Your answer needs to include each line of the records in which the string "main" can be found.

(Saved data entries)
----------

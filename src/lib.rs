//! # System Monitor - Host Metrics Dashboard
//!
//! Periodically samples host resource metrics (CPU, memory, disk, network,
//! sensors and system information) and distributes them to web clients over
//! a WebSocket push channel and a JSON pull endpoint, keeping a bounded
//! rolling history.
//!
//! ## Features
//!
//! - **Collection loop**: samples on a fixed interval, skipping failed ticks
//! - **Rolling history**: oldest-evicting ring safe for one writer and many readers
//! - **Broadcast hub**: single-owner fan-out with per-client fault isolation
//! - **Web dashboard**: REST API, WebSocket streaming and static files
//!
//! ## Quick Start
//!
//! ```rust,no_run
//! use std::sync::Arc;
//! use system_monitor::{BroadcastHub, CollectionLoop, HistoryRing, MonitorConfig, SystemCollector};
//! use tokio_util::sync::CancellationToken;
//!
//! #[tokio::main]
//! async fn main() -> Result<(), Box<dyn std::error::Error>> {
//!     let config = MonitorConfig::default();
//!     config.validate()?;
//!
//!     let ring = Arc::new(HistoryRing::new(config.history_capacity));
//!     let hub = BroadcastHub::spawn(Arc::clone(&ring));
//!     let cancel = CancellationToken::new();
//!
//!     let task = CollectionLoop::new(SystemCollector::new(), ring, hub, config.interval)
//!         .spawn(cancel.clone());
//!
//!     tokio::signal::ctrl_c().await?;
//!     cancel.cancel();
//!     task.await?;
//!     Ok(())
//! }
//! ```

pub mod config;
pub mod error;
pub mod hub;
pub mod metrics;
pub mod web;

// Re-export public API
pub use config::MonitorConfig;
pub use error::{Result, SystemError};
pub use hub::{BroadcastHub, HubHandle, HubStats, Subscriber, SubscriberId};
pub use metrics::{
    collector::SystemCollector,
    data::{CpuMetrics, DiskMetrics, MemoryMetrics, NetworkMetrics, Snapshot, SystemInfo, TempMetrics},
    history::HistoryRing,
    sampler::CollectionLoop,
    traits::SnapshotSource,
};
pub use web::{start_web_server, AppState, WebConfig};

use std::time::Duration;

/// The default collection interval in milliseconds
pub const DEFAULT_INTERVAL_MS: u64 = 2000;

/// The default number of snapshots kept in history
pub const DEFAULT_HISTORY_SIZE: usize = 60;

/// The default web server port
pub const DEFAULT_WEB_PORT: u16 = 8080;

/// Upper bound on graceful shutdown before the process gives up waiting
pub const SHUTDOWN_GRACE: Duration = Duration::from_secs(10);
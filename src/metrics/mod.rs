//! Host metrics: data model, sampling, history and the collection loop.
//!
//! The [`SystemCollector`] reads CPU, memory, disk, network, sensor and
//! host information through sysinfo. Samples flow through the
//! [`CollectionLoop`] into the [`HistoryRing`] and out to the broadcast hub.

pub mod collector;
pub mod data;
pub mod history;
pub mod sampler;
pub mod traits;

// Re-export commonly used items
pub use collector::SystemCollector;
pub use data::Snapshot;
pub use history::HistoryRing;
pub use sampler::CollectionLoop;
pub use traits::SnapshotSource;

----------

Your solution:
//! #[tokio::main]
//! async fn main() -> Result<(), Box<dyn std::error::Error>> {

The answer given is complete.